═════ Exercise data ═════

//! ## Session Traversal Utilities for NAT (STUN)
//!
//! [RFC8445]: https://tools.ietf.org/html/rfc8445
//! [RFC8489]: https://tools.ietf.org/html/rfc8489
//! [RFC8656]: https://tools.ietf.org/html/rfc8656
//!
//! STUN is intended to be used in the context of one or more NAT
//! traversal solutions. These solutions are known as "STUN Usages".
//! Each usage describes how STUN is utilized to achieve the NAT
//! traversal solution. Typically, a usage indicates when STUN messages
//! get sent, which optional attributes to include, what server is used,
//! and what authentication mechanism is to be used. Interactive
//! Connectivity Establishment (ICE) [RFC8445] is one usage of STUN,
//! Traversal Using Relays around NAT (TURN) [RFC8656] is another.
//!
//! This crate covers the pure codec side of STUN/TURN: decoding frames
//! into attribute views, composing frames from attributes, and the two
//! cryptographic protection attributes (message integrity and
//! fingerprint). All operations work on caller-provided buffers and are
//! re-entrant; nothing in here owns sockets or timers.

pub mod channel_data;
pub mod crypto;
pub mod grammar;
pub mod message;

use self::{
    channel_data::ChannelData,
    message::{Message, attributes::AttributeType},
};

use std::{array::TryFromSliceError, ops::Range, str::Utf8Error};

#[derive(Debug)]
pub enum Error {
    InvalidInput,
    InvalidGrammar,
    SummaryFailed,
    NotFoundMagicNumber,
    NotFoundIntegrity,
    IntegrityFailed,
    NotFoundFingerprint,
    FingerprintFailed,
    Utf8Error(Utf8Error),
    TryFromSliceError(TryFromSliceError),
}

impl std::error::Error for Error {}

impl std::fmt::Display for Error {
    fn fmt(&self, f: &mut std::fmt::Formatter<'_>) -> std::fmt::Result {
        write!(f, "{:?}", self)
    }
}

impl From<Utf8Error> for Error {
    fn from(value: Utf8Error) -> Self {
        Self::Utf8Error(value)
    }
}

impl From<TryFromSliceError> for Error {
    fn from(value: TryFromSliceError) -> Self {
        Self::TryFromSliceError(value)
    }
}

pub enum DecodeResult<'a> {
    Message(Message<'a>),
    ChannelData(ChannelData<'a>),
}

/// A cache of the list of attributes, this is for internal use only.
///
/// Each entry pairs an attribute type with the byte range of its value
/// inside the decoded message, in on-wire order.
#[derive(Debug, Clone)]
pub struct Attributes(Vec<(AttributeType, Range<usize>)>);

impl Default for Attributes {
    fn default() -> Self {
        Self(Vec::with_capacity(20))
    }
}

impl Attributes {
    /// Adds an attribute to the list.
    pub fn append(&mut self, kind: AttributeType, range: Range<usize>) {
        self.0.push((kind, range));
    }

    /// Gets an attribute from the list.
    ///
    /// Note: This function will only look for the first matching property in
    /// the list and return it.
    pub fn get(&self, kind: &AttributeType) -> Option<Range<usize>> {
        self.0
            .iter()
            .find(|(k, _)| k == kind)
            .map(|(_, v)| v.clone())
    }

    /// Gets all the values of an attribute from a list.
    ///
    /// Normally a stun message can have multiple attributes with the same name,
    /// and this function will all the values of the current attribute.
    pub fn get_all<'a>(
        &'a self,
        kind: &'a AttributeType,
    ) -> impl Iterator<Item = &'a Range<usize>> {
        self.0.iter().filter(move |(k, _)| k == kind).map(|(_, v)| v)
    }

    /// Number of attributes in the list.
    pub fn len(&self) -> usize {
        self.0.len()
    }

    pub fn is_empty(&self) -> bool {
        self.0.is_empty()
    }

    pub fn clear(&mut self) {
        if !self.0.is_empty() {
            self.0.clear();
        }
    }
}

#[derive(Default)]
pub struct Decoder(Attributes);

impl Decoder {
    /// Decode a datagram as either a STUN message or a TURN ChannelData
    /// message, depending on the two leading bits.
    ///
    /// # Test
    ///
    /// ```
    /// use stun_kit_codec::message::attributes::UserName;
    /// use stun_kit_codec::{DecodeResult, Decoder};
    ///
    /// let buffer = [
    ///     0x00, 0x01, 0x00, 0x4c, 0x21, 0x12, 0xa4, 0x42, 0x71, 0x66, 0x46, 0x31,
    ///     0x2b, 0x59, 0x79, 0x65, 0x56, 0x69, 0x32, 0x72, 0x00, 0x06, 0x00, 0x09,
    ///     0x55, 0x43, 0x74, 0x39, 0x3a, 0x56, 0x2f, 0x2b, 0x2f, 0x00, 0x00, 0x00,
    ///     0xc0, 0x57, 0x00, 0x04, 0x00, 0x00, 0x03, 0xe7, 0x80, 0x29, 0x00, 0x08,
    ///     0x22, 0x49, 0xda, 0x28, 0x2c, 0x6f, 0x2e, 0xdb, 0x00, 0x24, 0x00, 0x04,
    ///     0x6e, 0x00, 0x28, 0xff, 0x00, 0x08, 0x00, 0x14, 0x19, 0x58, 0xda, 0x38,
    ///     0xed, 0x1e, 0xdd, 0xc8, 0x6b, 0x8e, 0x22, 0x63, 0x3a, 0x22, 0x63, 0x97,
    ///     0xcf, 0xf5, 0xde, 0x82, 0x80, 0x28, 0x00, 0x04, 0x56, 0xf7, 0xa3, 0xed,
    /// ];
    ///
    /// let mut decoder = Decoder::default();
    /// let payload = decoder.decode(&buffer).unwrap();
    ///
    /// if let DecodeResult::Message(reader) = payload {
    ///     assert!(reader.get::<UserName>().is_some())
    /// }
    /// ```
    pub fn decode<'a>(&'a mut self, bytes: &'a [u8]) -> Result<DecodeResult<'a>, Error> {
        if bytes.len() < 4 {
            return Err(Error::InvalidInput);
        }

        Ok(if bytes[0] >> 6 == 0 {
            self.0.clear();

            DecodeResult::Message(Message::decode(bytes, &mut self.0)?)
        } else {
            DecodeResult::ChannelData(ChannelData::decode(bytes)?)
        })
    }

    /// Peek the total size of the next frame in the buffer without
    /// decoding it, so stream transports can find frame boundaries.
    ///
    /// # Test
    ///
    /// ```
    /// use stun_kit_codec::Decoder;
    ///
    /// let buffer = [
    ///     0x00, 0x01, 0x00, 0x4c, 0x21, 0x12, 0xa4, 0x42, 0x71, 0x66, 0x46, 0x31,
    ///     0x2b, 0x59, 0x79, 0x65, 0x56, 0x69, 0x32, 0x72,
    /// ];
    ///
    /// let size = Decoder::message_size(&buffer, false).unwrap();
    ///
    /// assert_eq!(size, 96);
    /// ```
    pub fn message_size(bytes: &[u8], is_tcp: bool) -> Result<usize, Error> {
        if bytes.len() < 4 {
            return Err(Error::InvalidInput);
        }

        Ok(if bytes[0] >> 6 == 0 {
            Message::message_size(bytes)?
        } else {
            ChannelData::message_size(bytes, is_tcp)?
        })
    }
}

═════
═════ Exercise data ═════

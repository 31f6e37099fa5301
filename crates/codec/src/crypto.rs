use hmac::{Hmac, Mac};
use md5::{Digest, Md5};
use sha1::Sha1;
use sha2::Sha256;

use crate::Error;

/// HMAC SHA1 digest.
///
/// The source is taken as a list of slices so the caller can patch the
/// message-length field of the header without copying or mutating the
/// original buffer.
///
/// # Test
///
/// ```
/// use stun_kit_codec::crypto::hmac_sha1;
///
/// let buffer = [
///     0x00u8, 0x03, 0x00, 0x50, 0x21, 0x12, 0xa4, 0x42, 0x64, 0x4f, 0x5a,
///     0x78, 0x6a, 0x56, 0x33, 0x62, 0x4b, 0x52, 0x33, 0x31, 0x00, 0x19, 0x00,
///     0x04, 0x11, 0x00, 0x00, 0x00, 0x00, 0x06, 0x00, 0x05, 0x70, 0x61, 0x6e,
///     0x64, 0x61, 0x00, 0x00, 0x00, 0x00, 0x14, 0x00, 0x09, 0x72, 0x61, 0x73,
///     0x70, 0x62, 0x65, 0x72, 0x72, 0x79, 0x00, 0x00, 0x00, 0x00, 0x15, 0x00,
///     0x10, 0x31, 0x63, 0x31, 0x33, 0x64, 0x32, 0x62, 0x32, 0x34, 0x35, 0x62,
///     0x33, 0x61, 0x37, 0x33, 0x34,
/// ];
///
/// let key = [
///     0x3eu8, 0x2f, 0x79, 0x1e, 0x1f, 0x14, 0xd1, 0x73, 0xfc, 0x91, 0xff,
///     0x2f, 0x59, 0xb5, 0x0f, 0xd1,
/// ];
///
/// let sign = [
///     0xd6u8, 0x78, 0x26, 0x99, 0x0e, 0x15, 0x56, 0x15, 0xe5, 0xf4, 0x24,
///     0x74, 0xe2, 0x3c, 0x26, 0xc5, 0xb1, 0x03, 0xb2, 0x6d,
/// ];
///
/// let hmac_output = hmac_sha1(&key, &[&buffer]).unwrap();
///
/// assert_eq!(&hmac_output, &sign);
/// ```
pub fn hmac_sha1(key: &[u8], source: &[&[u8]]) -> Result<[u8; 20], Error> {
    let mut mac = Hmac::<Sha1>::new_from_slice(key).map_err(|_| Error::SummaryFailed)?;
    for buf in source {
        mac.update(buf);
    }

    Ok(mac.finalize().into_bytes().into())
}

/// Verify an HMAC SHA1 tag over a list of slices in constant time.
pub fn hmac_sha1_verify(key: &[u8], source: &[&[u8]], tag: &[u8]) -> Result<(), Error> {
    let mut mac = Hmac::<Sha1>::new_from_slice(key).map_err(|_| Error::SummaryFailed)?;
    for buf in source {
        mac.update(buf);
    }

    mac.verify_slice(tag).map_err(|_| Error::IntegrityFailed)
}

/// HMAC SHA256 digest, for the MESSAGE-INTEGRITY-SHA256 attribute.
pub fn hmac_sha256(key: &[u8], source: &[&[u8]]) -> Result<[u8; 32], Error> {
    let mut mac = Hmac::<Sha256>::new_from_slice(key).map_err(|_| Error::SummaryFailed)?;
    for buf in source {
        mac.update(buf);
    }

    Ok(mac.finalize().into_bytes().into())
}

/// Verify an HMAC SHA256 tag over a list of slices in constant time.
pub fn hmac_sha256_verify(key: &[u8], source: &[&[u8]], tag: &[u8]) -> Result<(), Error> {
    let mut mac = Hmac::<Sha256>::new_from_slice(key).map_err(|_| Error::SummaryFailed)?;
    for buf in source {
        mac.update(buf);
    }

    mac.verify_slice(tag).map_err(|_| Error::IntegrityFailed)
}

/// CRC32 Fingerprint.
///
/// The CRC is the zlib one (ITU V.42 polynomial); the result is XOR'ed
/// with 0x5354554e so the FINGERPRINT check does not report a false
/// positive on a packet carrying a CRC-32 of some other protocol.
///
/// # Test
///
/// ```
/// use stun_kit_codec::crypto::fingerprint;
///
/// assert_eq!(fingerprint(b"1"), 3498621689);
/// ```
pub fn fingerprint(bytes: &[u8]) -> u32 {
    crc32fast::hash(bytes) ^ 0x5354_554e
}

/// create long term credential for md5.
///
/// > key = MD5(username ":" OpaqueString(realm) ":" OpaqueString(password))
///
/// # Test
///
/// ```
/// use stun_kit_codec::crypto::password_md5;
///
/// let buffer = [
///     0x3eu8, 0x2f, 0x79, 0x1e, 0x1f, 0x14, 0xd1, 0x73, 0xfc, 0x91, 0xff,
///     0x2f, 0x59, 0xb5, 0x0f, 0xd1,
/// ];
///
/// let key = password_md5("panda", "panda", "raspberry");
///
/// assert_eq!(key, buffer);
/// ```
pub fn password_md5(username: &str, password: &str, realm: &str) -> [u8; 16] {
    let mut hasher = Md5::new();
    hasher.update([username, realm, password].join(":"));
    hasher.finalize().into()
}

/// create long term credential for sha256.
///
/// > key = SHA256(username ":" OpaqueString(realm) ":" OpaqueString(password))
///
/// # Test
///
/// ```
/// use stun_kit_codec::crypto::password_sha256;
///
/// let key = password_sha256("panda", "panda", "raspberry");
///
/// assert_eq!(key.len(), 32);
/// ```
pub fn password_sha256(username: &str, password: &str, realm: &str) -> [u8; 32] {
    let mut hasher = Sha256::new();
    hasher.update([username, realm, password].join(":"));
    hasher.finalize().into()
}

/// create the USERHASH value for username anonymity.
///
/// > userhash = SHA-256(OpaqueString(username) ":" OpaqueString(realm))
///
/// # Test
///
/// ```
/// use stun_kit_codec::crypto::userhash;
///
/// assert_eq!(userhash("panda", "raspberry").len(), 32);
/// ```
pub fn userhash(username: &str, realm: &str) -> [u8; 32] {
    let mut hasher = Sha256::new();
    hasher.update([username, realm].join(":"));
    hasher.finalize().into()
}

═════
═════ Exercise data ═════

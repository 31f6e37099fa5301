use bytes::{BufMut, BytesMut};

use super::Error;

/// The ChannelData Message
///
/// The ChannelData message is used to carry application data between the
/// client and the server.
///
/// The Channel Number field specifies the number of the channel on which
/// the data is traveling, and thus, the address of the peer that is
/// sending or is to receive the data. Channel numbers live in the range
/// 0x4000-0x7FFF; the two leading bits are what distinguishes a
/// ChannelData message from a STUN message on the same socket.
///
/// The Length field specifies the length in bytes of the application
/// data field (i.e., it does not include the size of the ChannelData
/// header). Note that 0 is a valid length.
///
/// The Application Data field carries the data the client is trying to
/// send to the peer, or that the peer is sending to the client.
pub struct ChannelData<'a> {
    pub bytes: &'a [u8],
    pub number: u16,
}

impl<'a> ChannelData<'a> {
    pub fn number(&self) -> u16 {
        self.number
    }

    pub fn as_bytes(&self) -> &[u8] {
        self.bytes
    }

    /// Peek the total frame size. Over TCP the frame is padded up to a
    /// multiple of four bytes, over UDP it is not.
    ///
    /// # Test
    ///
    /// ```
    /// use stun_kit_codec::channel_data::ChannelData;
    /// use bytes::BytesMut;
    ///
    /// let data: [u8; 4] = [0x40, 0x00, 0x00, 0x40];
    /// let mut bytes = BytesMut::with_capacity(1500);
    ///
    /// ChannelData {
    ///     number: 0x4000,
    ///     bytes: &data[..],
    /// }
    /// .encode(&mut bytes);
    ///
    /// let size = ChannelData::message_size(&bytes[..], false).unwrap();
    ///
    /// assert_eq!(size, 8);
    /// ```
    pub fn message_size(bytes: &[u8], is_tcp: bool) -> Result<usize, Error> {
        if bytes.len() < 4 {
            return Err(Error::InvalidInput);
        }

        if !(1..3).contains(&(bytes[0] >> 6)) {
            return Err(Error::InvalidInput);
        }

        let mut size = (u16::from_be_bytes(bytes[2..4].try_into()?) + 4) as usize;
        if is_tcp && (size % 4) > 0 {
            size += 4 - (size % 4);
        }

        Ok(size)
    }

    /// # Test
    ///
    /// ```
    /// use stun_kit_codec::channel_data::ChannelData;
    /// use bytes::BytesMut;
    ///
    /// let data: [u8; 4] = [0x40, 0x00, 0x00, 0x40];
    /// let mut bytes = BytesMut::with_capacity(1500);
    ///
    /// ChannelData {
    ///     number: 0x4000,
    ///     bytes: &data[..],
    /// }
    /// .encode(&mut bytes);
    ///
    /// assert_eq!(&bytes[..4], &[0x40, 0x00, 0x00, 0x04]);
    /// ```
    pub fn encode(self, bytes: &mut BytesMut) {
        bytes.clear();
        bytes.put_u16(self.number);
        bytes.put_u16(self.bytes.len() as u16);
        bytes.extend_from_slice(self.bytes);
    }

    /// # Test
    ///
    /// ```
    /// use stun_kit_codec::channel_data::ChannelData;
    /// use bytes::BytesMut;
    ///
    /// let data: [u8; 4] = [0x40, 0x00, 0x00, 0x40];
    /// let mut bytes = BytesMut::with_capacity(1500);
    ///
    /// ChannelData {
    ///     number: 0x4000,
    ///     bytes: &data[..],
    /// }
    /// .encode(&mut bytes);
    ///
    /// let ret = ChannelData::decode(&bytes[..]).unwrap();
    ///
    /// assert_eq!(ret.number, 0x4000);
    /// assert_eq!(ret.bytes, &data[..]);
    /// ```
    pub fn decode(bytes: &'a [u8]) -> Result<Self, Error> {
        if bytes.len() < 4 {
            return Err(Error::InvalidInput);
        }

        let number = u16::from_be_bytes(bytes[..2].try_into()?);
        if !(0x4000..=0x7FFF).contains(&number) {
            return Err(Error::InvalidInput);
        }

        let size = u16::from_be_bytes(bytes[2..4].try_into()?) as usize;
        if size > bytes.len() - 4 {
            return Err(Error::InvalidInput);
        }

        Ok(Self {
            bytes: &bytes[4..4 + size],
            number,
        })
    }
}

═════

| Your objective |
Only lines that include "will" belong in the answer; return them from the entries above.

| Output for this task |
    /// Note: This function will only look for the first matching property in
    /// and this function will all the values of the current attribute.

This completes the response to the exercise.